The standards that fill in the practical detail are:
- HSG51 — HSE's guidance on the storage of flammable liquids in containers
- L138 — the Approved Code of Practice for DSEAR
- BS EN 14470-1 — the British and European Standard for fire-resistant cabinets for flammable liquids
- BS EN 14470-2 — the equivalent standard for gas cylinder cabinets
A compliant storage arrangement meets the relevant standards, follows HSE guidance, and is documented in the COSHH risk assessment for each substance stored.

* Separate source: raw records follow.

use super::ClassifierTrainerConfig;
use crate::{batch_ranges, preprocess, stack_images, to_tensor, DatasetError, LabeledImages};
use anyhow::{Context, Result};
use candle_core::{DType, Device, Tensor, D};
use candle_nn::{loss::cross_entropy, ModuleT, VarBuilder, VarMap};
use image::DynamicImage;
use kestrel_candle_agent::{
    opt::Optimizer,
    resnet::{ResNet, ResNetConfig},
};
use log::{debug, info};
use std::{collections::HashMap, ops::Range, path::Path};

/// State of a training run: datasets, network parameters and optimizer.
///
/// Built once and passed to [`ClassifierTrainer`](super::ClassifierTrainer).
pub struct TrainingContext {
    train: Box<dyn LabeledImages>,
    test: Box<dyn LabeledImages>,
    device: Device,
    varmap: VarMap,
    model: ResNet,
    opt: Optimizer,
    config: ClassifierTrainerConfig,
}

impl TrainingContext {
    /// Builds the network and the optimizer over the given splits.
    pub fn build(
        config: &ClassifierTrainerConfig,
        train: Box<dyn LabeledImages>,
        test: Box<dyn LabeledImages>,
    ) -> Result<Self> {
        if train.is_empty() {
            return Err(DatasetError::EmptySplit("train".to_string()).into());
        }
        if test.is_empty() {
            return Err(DatasetError::EmptySplit("test".to_string()).into());
        }

        let device = config.device.build()?;
        let varmap = VarMap::new();
        let model = {
            let vb = VarBuilder::from_varmap(&varmap, DType::F32, &device);
            ResNet::build(vb, &config.model)?
        };
        let opt = config.opt_config.build(varmap.all_vars())?;
        info!(
            "Training context with {} train and {} test images",
            train.len(),
            test.len()
        );

        Ok(Self {
            train,
            test,
            device,
            varmap,
            model,
            opt,
            config: config.clone(),
        })
    }

    /// Returns the network configuration.
    pub fn model_config(&self) -> &ResNetConfig {
        &self.config.model
    }

    /// Returns the parameters of the network.
    pub fn varmap(&self) -> &VarMap {
        &self.varmap
    }

    /// Returns the current learning rate.
    pub fn learning_rate(&self) -> f64 {
        self.opt.learning_rate()
    }

    /// Sets the learning rate.
    pub fn set_learning_rate(&mut self, lr: f64) {
        self.opt.set_learning_rate(lr)
    }

    /// Decodes and preprocesses a range of a split into `(images, labels)` tensors.
    fn load_batch(&self, images: &dyn LabeledImages, ixs: Range<usize>) -> Result<(Tensor, Tensor)> {
        let num_classes = self.config.model.num_classes;
        let mut arrays = Vec::with_capacity(ixs.len());
        let mut labels = Vec::with_capacity(ixs.len());
        for i in ixs {
            let (image, label) = images.get(i)?;
            if label as usize >= num_classes {
                return Err(DatasetError::LabelOutOfRange { label, num_classes }.into());
            }
            arrays.push(preprocess(&image, &self.config.preprocess)?);
            labels.push(label);
        }
        let n = labels.len();
        let x = stack_images(&arrays, &self.device)?;
        let y = Tensor::from_vec(labels, (n,), &self.device)?;
        Ok((x, y))
    }

    /// Runs one pass over the training split and returns the mean loss.
    pub fn train_epoch(&mut self) -> Result<f32> {
        let n = self.train.len();
        let mut loss_sum = 0f32;
        for ixs in batch_ranges(n, self.config.batch_size) {
            let b = ixs.len();
            let (x, y) = self.load_batch(self.train.as_ref(), ixs)?;
            let logits = self.model.forward_t(&x, true)?;
            let loss = cross_entropy(&logits, &y)?;
            self.opt.backward_step(&loss)?;

            let loss = loss.to_scalar::<f32>()?;
            debug!("Batch loss {:.4}", loss);
            loss_sum += loss * b as f32;
        }
        Ok(loss_sum / n as f32)
    }

    /// Returns the classification accuracy on the test split.
    pub fn evaluate(&self) -> Result<f32> {
        let n = self.test.len();
        let mut n_correct = 0f32;
        for ixs in batch_ranges(n, self.config.batch_size) {
            let (x, y) = self.load_batch(self.test.as_ref(), ixs)?;
            let pred = self.model.forward_t(&x, false)?.argmax(D::Minus1)?;
            n_correct += pred
                .eq(&y)?
                .to_dtype(DType::F32)?
                .sum_all()?
                .to_scalar::<f32>()?;
        }
        Ok(n_correct / n as f32)
    }

    /// Returns the predicted class of an image.
    pub fn predict(&self, image: &DynamicImage) -> Result<u32> {
        let x = to_tensor(&preprocess(image, &self.config.preprocess)?, &self.device)?;
        let pred = self.model.forward_t(&x, false)?.argmax(D::Minus1)?;
        Ok(pred.flatten_all()?.get(0)?.to_scalar::<u32>()?)
    }

    /// Writes the parameters. `.npz` paths give a numpy archive, other paths safetensors.
    pub fn save(&self, path: impl AsRef<Path>) -> Result<()> {
        let path = path.as_ref();
        if is_npz(path) {
            let data = self
                .varmap
                .data()
                .lock()
                .map_err(|_| anyhow::anyhow!("VarMap lock poisoned"))?;
            let mut ts = data
                .iter()
                .map(|(name, var)| (name.clone(), var.as_tensor().clone()))
                .collect::<Vec<_>>();
            ts.sort_by(|a, b| a.0.cmp(&b.0));
            Tensor::write_npz(&ts, path).with_context(|| format!("Failed to write {:?}", path))?;
        } else {
            self.varmap
                .save(path)
                .with_context(|| format!("Failed to write {:?}", path))?;
        }
        info!("Save model parameters to {:?}", path);
        Ok(())
    }

    /// Reads parameters written by [`TrainingContext::save`].
    pub fn load(&mut self, path: impl AsRef<Path>) -> Result<()> {
        let path = path.as_ref();
        if is_npz(path) {
            let mut ts = Tensor::read_npz(path)
                .with_context(|| format!("Failed to read {:?}", path))?
                .into_iter()
                .collect::<HashMap<_, _>>();
            let data = self
                .varmap
                .data()
                .lock()
                .map_err(|_| anyhow::anyhow!("VarMap lock poisoned"))?;

            // Every variable is checked before the first one is overwritten.
            if let Some(name) = ts.keys().find(|name| !data.contains_key(*name)) {
                anyhow::bail!("Unknown variable {} in {:?}", name, path);
            }
            let mut updates = Vec::with_capacity(data.len());
            for (name, var) in data.iter() {
                let t = ts
                    .remove(name)
                    .with_context(|| format!("Variable {} is missing in {:?}", name, path))?;
                if t.dims() != var.dims() {
                    anyhow::bail!(
                        "Variable {} has shape {:?} in {:?}, expected {:?}",
                        name,
                        t.dims(),
                        path,
                        var.dims()
                    );
                }
                updates.push((var, t.to_device(&self.device)?.to_dtype(var.dtype())?));
            }
            for (var, t) in updates {
                var.set(&t)?;
            }
        } else {
            self.varmap.load(path)?;
        }
        info!("Load model parameters from {:?}", path);
        Ok(())
    }
}

fn is_npz(path: &Path) -> bool {
    path.extension().map_or(false, |ext| ext == "npz")
}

What a compliant storage cabinet looks like

For most workplaces, a compliant storage arrangement for hazardous liquids has the following features.
Construction
Steel body with a powder-coated finish, designed to contain spillage and resist chemical attack from any substance leaked inside. Welded seams (not folded or riveted joints that can leak). Reinforced doors with a sealing strip.
Sump (bunded base)
A built-in tray at the bottom of the cabinet that contains leaks from any container above. HSG51 expects the sump to hold at least 110% of the volume of the largest single container stored inside. So a cabinet holding two 25-litre drums needs a sump that can hold 27.5 litres minimum.
Ventilation
Vents at the top and bottom of the cabinet to dissipate vapour. For most flammable liquid storage, passive ventilation is sufficient. For substances generating significant vapour or for very volatile chemicals, the cabinet may need to be connected to a mechanical ventilation system.
Locking
A keyed lock to restrict access to authorised people. Two-point locking systems are common for larger cabinets.
Signage
The relevant hazard pictograms applied to the cabinet's exterior, identifying the categories of substance stored inside. The standard signs follow the same GB CLP pictograms used on substance labels — see COSHH symbols and their meanings for the full set.
Fire rating
For flammable liquids, the cabinet should meet BS EN 14470-1 with a defined fire resistance time. The standard recognises four types: Type 15 (15 minutes), Type 30 (30 minutes), Type 60 (60 minutes), and Type 90 (90 minutes). The rating you need depends on the quantity stored, the substance volatility, and the proximity to escape routes and ignition sources.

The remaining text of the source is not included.